Avian guilds and fire severity
When a fire regime shifts towards increasing amounts of high-severity fire, populations of bird species may be threatened, and some of these species may have guild or functional group membership in common. Severe fires are becoming more frequent in the tropical savannas of northern Australia, and the species that are potentially vulnerable are those that (1) use the ground, understorey, or tree hollows, (2) are frugivorous or granivorous, (3) have poor dispersal capacity, and/or (4) exhibit long lifespans and low reproductive rates (Noske 1992; Woinarski and Legge 2013). These attributes are among those that can make species susceptible to high-severity fires in diverse ecosystems. Of all guilds assessed in Sumatran tropical rainforest, understorey insectivores were the only group to be negatively affected by increasing fire severity (Adeney et al. 2006). Species abundance and richness in most foraging guilds in Amazonian forest, including insectivorous guilds that forage on the ground or at low levels in the vegetation, were relatively low at the highest level of fire severity (Barlow and Peres 2004). In North American conifer forests, the richness of tree and primary cavity-nesting bird guilds declined as both patches burnt at high severity increased in size, and as the distance to areas burnt at lower severity increased (Steel et al. 2022).
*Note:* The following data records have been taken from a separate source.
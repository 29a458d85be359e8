//! Statement list to pipeline compilation.
use std::collections::BTreeMap;
use std::fmt;
use std::sync::Arc;

use tracing::debug;

use crate::backend::{Direction, GraphBackend};
use crate::config::EngineConfig;
use crate::engine::optimizer::index_start_optimize;
use crate::engine::processors::{
    AdjacencyLookup, Aggregate, BothLookup, CountStage, Distinct, Fields, Filter, Hop, Increment,
    Jump, LookupEdges, LookupVerts, LookupVertsIndex, Mark, PathStage, Predicate, Processor, Range,
    Render, Select, Set, Unwind,
};
use crate::engine::state::{CompileState, DataType, ExtensionContext, TypeState};
use crate::error::CompileError;
use crate::query::{Adjacency, Statement};

/// Compiled, runnable pipeline.
#[derive(Clone)]
pub struct Pipeline {
    /// Backend the stages read from.
    pub graph: Arc<dyn GraphBackend>,
    /// Stages in execution order.
    pub processors: Vec<Arc<dyn Processor>>,
    /// Data type of the travelers leaving the last stage.
    pub data_type: DataType,
    /// Data type of every mark declared by the pipeline.
    pub mark_types: BTreeMap<String, DataType>,
    /// Engine settings the pipeline runs with.
    pub config: Arc<EngineConfig>,
}

impl Pipeline {
    /// Context for compiling a pipeline that continues this one.
    pub fn extension_context(&self) -> ExtensionContext {
        ExtensionContext {
            starting_type: Some(self.data_type),
            mark_types: self.mark_types.clone(),
        }
    }

    /// Stage names, in order.
    pub fn stage_names(&self) -> Vec<&'static str> {
        self.processors.iter().map(|p| p.name()).collect()
    }
}

impl fmt::Debug for Pipeline {
    fn fmt(&self, f: &mut fmt::Formatter<'_>) -> fmt::Result {
        f.debug_struct("Pipeline")
            .field("stages", &self.stage_names())
            .field("data_type", &self.data_type)
            .field("mark_types", &self.mark_types)
            .finish()
    }
}

fn statement_error(
    index: usize,
    stmt: &Statement,
    reason: crate::error::StatementError,
) -> CompileError {
    CompileError::Statement {
        index,
        statement: stmt.kind(),
        reason,
    }
}

/// Checks a statement list against the type-state rules and returns the
/// final state. Errors name the statement's position in `stmts`.
pub fn validate(
    stmts: &[Statement],
    ext: Option<&ExtensionContext>,
) -> Result<TypeState, CompileError> {
    if stmts.is_empty() {
        return Err(CompileError::EmptyQuery);
    }
    let mut state = TypeState::new(ext);
    for (index, stmt) in stmts.iter().enumerate() {
        state
            .advance(stmt)
            .map_err(|reason| statement_error(index, stmt, reason))?;
    }
    Ok(state)
}

/// Builds pipelines for one backend.
#[derive(Clone)]
pub struct Compiler {
    graph: Arc<dyn GraphBackend>,
    config: Arc<EngineConfig>,
}

impl fmt::Debug for Compiler {
    fn fmt(&self, f: &mut fmt::Formatter<'_>) -> fmt::Result {
        f.debug_struct("Compiler").field("config", &self.config).finish()
    }
}

impl Compiler {
    /// Compiler over `graph`.
    pub fn new(graph: Arc<dyn GraphBackend>, config: Arc<EngineConfig>) -> Self {
        Self { graph, config }
    }

    /// Validates, optimizes and compiles a statement list.
    ///
    /// The index-start rewrite only applies to standalone queries; a
    /// pipeline extending another one keeps its statements as written.
    pub fn compile(
        &self,
        stmts: &[Statement],
        ext: Option<&ExtensionContext>,
    ) -> Result<Pipeline, CompileError> {
        validate(stmts, ext)?;
        let stmts = match ext {
            None => index_start_optimize(stmts),
            Some(_) => stmts.to_vec(),
        };
        let mut state = CompileState::new(&stmts, ext, self.config.store_marks);
        let mut processors: Vec<Arc<dyn Processor>> = Vec::with_capacity(stmts.len());
        for (index, stmt) in stmts.iter().enumerate() {
            state.cur_step = index;
            let load = state.step_load_data();
            let before = state.types.last_type;
            state
                .types
                .advance(stmt)
                .map_err(|reason| statement_error(index, stmt, reason))?;
            processors.push(build(stmt, before, load));
        }
        let pipeline = Pipeline {
            graph: Arc::clone(&self.graph),
            processors,
            data_type: state.types.last_type,
            mark_types: state.types.mark_types,
            config: Arc::clone(&self.config),
        };
        debug!(
            stages = ?pipeline.stage_names(),
            data_type = pipeline.data_type.name(),
            "engine.compile.done"
        );
        Ok(pipeline)
    }
}

fn adjacency(adj: &Adjacency, hop: Hop, load: bool) -> Arc<dyn Processor> {
    Arc::new(AdjacencyLookup::new(hop, adj.labels.clone(), load, adj.emit_null))
}

fn both(adj: &Adjacency, edges: bool, on_edge: bool, load: bool) -> Arc<dyn Processor> {
    let labels = adj.labels.clone();
    Arc::new(BothLookup::new(edges, on_edge, labels, load, adj.emit_null))
}

/// Processor for one statement, given the data type flowing into it.
fn build(stmt: &Statement, input: DataType, load: bool) -> Arc<dyn Processor> {
    let on_edge = input == DataType::Edge;
    match stmt {
        Statement::V(ids) => Arc::new(LookupVerts::new(ids.clone(), load)),
        Statement::E(ids) => Arc::new(LookupEdges::new(ids.clone(), load)),
        Statement::LookupVertsIndex(labels) => {
            Arc::new(LookupVertsIndex::new(labels.clone(), load))
        }
        Statement::Out(adj) if on_edge => adjacency(adj, Hop::Endpoint(Direction::Out), load),
        Statement::Out(adj) => adjacency(adj, Hop::Neighbor(Direction::Out), load),
        Statement::In(adj) if on_edge => adjacency(adj, Hop::Endpoint(Direction::In), load),
        Statement::In(adj) => adjacency(adj, Hop::Neighbor(Direction::In), load),
        Statement::Both(adj) => both(adj, false, on_edge, load),
        Statement::OutE(adj) => adjacency(adj, Hop::IncidentEdge(Direction::Out), load),
        Statement::InE(adj) => adjacency(adj, Hop::IncidentEdge(Direction::In), load),
        Statement::BothE(adj) => both(adj, true, false, load),
        Statement::Has(expr) => Arc::new(Filter::new(Predicate::Expr(expr.clone()))),
        Statement::HasLabel(labels) => Arc::new(Filter::new(Predicate::Label(labels.clone()))),
        Statement::HasKey(keys) => Arc::new(Filter::new(Predicate::Key(keys.clone()))),
        Statement::HasId(ids) => Arc::new(Filter::new(Predicate::Id(ids.clone()))),
        Statement::Limit(n) => Arc::new(Range::limit(*n)),
        Statement::Skip(n) => Arc::new(Range::skip(*n)),
        Statement::Range { start, stop } => Arc::new(Range::new(*start, *stop)),
        Statement::Count => Arc::new(CountStage),
        Statement::Distinct(fields) => Arc::new(Distinct::new(fields)),
        Statement::As(name) => Arc::new(Mark::new(name.clone())),
        Statement::Jump {
            mark,
            condition,
            emit,
        } => Arc::new(Jump::new(mark.clone(), condition.clone(), *emit)),
        Statement::Select(marks) => Arc::new(Select::new(marks.clone())),
        Statement::Render(template) => Arc::new(Render::new(template.clone())),
        Statement::Path => Arc::new(PathStage),
        Statement::Fields(fields) => Arc::new(Fields::new(fields)),
        Statement::Aggregate(aggs) => Arc::new(Aggregate::new(aggs.clone())),
        Statement::Unwind(field) => Arc::new(Unwind::new(field)),
        Statement::Set { field, value } => Arc::new(Set::new(field, value.clone())),
        Statement::Increment { field, amount } => Arc::new(Increment::new(field, *amount)),
    }
}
Recurrent high-severity fire
To support avian diversity and forest ecosystem function more broadly, greater understanding is required about how dry sclerophyll forest bird assemblages are affected by repeated high-severity wildfires through time. The amount and distribution of area burnt at different levels of severity within the spatial extent of wildfires has been shown to have a strong influence on birds (Lindenmayer et al. 2014; Steel et al. 2022). Furthermore, the frequency of fire and variation in the severity of the most recent fire can interact to influence birds (Robinson et al. 2014). Mapping the severity of the entire extent of major wildfires at fine spatial scales (e.g. Gibson et al. 2020) has provided unprecedented opportunities for investigation of the cumulative or longer-term effects of fire severity on components of ecosystems. These data have enabled investigations into the effects of fire regimes on birds that accounted for the contributions of the severity of a chronological series of fires to the extent of historical high-severity fire over large forest patches (Franklin et al. 2022). Attributes of avian habitat such as the density of live trees, distribution of tree hollows, and the amount of coarse woody debris are affected by frequent fires and are likely to be important for particular bird species (Woinarski and Recher 1997; Kelly et al. 2017). However, it is unclear about the extent to which frequent high-severity fires may diminish these aspects of avian habitat (Prior et al. 2016).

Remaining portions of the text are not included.